**WHAT TO DO**
Show every line of the data that contains the string "scale".

Saved entries

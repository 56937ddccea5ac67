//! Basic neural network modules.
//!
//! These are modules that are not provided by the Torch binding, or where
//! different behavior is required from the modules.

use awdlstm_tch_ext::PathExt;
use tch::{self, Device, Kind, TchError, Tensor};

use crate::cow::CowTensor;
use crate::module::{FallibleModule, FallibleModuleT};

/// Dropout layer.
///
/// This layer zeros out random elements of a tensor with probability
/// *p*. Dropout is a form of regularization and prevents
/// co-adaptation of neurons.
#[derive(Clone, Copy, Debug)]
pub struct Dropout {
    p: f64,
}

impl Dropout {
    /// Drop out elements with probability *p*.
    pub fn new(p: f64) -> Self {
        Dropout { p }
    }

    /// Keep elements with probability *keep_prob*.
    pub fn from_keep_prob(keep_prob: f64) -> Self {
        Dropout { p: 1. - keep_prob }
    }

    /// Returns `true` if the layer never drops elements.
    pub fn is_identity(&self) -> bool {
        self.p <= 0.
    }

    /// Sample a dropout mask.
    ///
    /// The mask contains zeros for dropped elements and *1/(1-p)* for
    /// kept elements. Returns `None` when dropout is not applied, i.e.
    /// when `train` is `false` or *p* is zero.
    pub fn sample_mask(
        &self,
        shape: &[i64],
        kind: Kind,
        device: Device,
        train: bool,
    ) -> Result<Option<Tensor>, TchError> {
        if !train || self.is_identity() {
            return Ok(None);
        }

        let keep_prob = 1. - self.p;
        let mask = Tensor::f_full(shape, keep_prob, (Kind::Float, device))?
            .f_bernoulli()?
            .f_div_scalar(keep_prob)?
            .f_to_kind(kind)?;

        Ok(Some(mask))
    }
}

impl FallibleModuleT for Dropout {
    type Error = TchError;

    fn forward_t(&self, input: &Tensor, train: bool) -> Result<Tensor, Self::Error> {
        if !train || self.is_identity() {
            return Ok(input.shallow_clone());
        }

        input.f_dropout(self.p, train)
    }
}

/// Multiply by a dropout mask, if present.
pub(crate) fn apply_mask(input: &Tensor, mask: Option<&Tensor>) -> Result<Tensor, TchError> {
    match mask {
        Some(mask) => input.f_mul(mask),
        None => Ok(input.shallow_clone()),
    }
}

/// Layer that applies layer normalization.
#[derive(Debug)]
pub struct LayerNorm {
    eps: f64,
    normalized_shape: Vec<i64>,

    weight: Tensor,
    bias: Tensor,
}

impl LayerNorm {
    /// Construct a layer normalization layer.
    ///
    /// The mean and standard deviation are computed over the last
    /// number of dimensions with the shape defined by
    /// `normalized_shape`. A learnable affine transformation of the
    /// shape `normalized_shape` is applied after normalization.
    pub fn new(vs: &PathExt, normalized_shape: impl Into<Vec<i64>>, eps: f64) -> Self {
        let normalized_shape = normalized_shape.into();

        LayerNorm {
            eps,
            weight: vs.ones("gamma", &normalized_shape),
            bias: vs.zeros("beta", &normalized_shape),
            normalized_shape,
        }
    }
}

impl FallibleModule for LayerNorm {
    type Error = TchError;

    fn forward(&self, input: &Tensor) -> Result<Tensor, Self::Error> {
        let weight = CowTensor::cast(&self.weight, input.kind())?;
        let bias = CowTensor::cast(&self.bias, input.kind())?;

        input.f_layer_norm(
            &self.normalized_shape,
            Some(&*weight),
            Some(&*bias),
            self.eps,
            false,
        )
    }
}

==

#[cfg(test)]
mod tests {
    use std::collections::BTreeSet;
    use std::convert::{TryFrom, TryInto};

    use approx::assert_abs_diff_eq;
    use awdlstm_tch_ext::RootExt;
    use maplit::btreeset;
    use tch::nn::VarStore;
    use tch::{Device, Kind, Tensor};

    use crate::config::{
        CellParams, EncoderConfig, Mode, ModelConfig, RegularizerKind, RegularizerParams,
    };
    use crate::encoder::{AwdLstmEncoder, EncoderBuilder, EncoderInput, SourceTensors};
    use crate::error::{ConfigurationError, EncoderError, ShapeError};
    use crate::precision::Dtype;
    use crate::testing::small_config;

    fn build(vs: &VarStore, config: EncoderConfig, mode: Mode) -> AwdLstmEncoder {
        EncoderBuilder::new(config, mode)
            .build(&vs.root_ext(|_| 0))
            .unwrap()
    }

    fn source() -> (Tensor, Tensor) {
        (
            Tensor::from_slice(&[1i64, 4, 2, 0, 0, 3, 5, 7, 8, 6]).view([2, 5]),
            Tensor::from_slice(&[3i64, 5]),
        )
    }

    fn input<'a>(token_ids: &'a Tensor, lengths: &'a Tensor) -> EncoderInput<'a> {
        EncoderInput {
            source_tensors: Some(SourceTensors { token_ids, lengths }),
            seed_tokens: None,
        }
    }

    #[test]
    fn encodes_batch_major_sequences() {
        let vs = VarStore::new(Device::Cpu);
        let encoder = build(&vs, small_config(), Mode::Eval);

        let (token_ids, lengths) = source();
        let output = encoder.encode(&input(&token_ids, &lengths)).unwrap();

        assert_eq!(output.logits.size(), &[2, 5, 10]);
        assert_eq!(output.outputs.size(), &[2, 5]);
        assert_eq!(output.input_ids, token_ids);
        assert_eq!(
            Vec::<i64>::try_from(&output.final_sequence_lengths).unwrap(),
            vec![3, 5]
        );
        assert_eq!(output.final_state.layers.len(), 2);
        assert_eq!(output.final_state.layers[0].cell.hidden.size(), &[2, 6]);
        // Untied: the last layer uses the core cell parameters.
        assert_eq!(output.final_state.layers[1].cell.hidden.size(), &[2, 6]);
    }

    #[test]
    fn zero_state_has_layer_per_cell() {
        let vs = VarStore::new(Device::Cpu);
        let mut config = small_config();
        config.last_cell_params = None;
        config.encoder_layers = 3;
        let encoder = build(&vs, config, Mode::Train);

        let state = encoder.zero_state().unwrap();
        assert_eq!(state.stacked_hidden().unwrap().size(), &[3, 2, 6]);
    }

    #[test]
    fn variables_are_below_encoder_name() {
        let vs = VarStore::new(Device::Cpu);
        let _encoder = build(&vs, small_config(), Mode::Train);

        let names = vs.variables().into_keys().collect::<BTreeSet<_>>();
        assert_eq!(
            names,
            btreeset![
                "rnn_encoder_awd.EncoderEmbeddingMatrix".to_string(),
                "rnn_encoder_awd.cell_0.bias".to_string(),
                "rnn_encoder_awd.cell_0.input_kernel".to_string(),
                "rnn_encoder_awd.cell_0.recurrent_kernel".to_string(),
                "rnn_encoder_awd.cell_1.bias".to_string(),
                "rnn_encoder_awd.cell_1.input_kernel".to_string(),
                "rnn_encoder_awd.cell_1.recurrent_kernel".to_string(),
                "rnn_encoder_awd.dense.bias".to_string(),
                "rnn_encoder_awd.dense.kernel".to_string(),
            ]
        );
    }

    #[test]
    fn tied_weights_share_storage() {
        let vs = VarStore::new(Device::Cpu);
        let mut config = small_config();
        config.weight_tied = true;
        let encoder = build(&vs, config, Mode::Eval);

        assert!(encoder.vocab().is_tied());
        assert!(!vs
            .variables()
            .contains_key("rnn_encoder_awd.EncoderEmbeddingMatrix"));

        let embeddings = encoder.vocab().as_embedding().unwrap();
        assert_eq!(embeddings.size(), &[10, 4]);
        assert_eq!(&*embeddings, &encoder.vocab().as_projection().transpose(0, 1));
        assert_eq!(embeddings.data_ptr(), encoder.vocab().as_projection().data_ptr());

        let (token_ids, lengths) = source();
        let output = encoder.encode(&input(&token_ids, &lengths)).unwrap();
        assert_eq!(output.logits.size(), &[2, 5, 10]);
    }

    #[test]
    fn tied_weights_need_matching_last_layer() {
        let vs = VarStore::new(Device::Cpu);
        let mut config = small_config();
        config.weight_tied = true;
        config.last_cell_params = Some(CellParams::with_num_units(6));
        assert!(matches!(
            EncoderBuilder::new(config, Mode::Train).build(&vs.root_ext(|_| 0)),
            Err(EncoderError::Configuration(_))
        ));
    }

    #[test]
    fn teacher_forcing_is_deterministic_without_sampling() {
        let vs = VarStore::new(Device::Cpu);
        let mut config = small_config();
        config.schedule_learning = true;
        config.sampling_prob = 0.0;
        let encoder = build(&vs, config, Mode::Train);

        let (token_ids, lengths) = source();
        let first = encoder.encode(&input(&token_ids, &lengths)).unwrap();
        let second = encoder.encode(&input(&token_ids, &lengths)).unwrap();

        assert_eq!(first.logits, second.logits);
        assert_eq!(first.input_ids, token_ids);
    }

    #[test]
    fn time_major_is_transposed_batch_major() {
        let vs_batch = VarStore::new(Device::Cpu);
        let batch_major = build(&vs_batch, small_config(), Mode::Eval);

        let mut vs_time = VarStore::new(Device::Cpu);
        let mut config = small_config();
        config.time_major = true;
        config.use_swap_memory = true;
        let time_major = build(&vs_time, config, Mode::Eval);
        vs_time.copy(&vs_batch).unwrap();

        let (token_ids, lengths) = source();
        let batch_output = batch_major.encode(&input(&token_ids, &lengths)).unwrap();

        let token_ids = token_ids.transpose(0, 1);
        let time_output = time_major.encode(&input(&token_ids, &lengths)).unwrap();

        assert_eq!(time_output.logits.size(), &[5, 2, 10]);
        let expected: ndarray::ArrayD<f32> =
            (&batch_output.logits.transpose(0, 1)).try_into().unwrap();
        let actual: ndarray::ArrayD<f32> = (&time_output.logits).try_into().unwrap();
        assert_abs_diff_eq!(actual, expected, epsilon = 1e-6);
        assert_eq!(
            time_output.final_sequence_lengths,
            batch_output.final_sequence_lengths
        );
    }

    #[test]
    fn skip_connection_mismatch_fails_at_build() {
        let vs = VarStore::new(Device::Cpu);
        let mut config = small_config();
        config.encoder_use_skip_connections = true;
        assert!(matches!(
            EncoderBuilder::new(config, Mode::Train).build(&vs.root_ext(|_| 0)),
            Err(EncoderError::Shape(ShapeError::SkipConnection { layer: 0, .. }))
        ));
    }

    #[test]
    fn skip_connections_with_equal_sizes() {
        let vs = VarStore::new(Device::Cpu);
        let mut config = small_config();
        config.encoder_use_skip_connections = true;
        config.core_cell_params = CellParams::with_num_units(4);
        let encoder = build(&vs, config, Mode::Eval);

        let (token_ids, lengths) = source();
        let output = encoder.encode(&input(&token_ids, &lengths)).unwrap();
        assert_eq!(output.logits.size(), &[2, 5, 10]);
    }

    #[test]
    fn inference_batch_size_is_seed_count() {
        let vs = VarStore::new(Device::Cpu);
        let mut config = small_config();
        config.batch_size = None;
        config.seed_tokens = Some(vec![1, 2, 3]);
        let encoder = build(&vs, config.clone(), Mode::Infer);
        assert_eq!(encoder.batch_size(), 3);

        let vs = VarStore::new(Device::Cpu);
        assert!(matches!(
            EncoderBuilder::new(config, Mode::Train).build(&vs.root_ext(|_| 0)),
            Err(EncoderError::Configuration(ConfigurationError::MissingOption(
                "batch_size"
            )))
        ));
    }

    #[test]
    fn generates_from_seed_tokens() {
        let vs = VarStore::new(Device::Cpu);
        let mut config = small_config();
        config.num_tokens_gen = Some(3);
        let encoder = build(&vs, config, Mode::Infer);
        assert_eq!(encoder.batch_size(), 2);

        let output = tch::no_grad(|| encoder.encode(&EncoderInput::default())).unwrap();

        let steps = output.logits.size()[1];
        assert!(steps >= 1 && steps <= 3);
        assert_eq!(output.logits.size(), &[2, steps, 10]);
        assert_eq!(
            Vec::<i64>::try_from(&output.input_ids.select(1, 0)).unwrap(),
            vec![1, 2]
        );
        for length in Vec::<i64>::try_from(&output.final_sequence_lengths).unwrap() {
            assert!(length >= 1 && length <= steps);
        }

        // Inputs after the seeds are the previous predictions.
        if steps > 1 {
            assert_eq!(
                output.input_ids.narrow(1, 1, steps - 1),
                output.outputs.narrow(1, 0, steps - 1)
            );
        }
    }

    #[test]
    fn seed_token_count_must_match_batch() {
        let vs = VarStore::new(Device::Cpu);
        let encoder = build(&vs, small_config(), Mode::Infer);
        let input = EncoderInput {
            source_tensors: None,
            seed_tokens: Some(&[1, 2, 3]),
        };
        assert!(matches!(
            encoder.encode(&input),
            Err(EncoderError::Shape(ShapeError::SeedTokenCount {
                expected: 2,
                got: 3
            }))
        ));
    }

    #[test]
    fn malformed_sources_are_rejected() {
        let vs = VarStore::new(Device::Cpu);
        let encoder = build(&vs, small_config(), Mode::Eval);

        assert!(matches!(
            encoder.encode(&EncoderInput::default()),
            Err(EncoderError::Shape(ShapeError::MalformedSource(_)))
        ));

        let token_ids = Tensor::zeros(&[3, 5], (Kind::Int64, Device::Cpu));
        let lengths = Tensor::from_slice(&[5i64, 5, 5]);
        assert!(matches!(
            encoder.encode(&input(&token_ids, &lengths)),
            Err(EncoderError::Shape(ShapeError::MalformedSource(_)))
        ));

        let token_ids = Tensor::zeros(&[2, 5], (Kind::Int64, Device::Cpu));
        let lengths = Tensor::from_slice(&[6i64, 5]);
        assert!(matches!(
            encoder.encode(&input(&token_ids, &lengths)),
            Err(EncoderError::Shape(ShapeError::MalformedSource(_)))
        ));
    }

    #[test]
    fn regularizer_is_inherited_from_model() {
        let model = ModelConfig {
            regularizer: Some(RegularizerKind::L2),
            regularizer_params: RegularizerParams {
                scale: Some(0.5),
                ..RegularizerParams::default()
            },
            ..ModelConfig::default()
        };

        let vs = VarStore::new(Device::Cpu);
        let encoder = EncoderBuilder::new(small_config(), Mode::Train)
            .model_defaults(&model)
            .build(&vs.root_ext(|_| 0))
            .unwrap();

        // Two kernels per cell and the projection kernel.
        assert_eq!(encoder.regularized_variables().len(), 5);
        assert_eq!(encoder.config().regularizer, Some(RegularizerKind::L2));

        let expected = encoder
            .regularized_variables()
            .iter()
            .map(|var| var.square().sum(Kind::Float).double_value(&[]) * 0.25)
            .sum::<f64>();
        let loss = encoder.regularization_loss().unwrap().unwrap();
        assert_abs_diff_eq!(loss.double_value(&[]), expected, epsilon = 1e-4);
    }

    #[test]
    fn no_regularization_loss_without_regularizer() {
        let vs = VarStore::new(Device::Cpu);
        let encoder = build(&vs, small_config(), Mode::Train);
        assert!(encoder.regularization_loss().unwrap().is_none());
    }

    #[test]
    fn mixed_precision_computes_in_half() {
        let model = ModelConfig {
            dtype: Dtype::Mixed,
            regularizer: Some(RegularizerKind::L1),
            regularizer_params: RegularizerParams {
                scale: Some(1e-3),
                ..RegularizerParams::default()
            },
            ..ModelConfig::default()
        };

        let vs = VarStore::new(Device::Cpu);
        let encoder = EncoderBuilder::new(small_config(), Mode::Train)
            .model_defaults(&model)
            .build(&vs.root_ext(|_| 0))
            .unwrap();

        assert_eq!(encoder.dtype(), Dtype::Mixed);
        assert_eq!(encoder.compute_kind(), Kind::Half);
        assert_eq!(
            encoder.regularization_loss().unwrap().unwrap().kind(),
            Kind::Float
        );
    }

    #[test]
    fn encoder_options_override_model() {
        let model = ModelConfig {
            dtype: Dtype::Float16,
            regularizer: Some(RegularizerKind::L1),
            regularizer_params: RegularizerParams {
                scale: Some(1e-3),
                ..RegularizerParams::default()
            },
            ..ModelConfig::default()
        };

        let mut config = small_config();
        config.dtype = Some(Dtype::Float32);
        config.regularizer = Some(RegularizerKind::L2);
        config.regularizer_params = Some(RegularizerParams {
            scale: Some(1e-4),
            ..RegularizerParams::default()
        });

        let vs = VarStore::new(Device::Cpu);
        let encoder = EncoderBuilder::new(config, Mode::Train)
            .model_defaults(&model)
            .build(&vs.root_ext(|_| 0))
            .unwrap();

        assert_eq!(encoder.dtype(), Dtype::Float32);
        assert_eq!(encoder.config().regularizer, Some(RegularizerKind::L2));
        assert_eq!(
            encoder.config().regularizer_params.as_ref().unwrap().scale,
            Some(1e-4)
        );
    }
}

**RESULT FOR THIS TASK**
                scale: Some(0.5),
                scale: Some(1e-3),
                scale: Some(1e-3),
            scale: Some(1e-4),
            encoder.config().regularizer_params.as_ref().unwrap().scale,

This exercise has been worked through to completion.